## WHAT IS BEING ASKED
Where does the string "didSetProperty" appear in the records? Copy each line that holds it.
::::::
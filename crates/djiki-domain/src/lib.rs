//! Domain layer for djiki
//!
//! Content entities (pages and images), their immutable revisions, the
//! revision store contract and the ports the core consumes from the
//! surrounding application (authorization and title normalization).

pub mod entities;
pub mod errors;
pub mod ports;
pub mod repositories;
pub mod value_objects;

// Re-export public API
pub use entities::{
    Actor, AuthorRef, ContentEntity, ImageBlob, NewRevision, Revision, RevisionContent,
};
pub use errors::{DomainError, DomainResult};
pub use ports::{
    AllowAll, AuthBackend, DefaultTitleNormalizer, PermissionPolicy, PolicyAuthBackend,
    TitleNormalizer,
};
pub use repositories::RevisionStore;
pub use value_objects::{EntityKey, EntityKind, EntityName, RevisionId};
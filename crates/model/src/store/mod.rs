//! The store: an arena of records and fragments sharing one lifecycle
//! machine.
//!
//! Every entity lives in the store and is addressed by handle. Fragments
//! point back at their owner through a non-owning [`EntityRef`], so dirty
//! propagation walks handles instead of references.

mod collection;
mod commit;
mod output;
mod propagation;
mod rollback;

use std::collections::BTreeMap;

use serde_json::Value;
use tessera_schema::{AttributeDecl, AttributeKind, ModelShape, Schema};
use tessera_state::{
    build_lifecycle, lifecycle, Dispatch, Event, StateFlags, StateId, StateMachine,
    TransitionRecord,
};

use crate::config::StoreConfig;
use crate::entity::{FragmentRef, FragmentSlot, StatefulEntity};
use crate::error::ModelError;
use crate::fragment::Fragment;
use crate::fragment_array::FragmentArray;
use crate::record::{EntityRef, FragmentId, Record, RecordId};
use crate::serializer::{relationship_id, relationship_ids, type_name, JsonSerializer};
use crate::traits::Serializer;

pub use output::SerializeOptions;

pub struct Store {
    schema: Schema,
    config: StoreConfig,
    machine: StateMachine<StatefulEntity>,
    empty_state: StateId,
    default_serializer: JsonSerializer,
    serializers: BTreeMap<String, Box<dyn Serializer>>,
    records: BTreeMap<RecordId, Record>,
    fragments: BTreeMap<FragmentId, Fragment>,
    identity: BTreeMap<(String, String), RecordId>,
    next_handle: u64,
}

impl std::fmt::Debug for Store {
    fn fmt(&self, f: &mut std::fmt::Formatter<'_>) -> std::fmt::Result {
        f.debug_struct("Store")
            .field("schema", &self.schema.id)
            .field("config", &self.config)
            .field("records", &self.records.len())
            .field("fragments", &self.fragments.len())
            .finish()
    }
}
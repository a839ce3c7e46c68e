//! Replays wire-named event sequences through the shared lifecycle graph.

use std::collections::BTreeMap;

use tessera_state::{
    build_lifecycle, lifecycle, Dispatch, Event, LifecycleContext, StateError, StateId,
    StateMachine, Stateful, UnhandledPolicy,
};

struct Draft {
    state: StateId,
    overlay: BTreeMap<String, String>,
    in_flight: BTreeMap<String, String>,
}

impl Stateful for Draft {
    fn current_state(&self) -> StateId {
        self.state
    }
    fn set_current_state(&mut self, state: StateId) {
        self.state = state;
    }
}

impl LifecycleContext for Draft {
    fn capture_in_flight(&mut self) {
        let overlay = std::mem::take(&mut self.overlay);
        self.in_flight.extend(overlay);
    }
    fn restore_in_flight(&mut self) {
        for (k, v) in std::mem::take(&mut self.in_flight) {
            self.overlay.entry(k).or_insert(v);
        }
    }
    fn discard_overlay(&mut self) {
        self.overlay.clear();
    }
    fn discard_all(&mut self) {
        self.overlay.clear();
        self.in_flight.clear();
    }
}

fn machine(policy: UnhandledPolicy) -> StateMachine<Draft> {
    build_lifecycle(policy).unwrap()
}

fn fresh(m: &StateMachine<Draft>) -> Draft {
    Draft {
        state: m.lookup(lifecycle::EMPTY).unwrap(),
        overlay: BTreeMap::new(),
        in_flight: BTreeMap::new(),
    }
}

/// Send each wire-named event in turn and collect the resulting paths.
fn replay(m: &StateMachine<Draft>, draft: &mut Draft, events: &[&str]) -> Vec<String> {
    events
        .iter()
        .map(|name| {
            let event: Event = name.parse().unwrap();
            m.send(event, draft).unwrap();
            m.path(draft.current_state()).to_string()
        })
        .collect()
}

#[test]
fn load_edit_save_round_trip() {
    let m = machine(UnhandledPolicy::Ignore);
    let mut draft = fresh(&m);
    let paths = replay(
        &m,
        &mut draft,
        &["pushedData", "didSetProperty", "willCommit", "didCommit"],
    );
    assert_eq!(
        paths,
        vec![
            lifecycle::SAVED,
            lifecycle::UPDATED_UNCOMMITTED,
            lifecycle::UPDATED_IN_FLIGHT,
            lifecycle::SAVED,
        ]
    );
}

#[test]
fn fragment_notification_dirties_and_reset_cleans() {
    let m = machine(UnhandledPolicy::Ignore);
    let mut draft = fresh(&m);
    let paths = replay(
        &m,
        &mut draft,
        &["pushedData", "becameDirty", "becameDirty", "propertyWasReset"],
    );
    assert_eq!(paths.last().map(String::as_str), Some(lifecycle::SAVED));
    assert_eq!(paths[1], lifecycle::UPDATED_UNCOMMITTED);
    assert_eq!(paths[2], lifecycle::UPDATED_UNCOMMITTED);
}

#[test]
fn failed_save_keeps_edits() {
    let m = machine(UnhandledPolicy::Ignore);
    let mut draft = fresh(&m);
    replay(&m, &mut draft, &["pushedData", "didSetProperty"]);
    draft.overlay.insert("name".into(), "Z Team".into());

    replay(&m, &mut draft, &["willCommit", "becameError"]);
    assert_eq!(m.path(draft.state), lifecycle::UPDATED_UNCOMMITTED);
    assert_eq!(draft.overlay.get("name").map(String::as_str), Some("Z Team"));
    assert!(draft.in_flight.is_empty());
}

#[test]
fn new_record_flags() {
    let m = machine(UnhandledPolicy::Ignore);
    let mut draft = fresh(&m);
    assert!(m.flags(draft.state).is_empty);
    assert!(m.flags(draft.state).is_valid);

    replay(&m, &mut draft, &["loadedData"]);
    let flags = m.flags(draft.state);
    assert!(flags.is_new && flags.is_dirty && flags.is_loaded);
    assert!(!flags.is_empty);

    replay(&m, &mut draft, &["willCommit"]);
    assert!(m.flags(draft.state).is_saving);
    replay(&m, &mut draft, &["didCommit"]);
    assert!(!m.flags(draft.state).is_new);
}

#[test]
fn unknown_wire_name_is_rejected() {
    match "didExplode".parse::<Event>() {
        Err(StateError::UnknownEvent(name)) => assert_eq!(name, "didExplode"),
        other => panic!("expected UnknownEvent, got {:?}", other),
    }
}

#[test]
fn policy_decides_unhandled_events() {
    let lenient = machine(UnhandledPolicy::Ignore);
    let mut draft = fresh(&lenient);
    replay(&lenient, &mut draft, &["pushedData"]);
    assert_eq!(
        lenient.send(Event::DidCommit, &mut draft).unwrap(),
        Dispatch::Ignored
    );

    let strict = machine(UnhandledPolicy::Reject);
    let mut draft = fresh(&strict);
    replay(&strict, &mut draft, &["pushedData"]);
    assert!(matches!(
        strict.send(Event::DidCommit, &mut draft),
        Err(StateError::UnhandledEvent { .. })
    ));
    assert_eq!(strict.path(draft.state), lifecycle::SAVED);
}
::::::
## WRITTEN REPLY
        &["pushedData", "didSetProperty", "willCommit", "didCommit"],
    replay(&m, &mut draft, &["pushedData", "didSetProperty"]);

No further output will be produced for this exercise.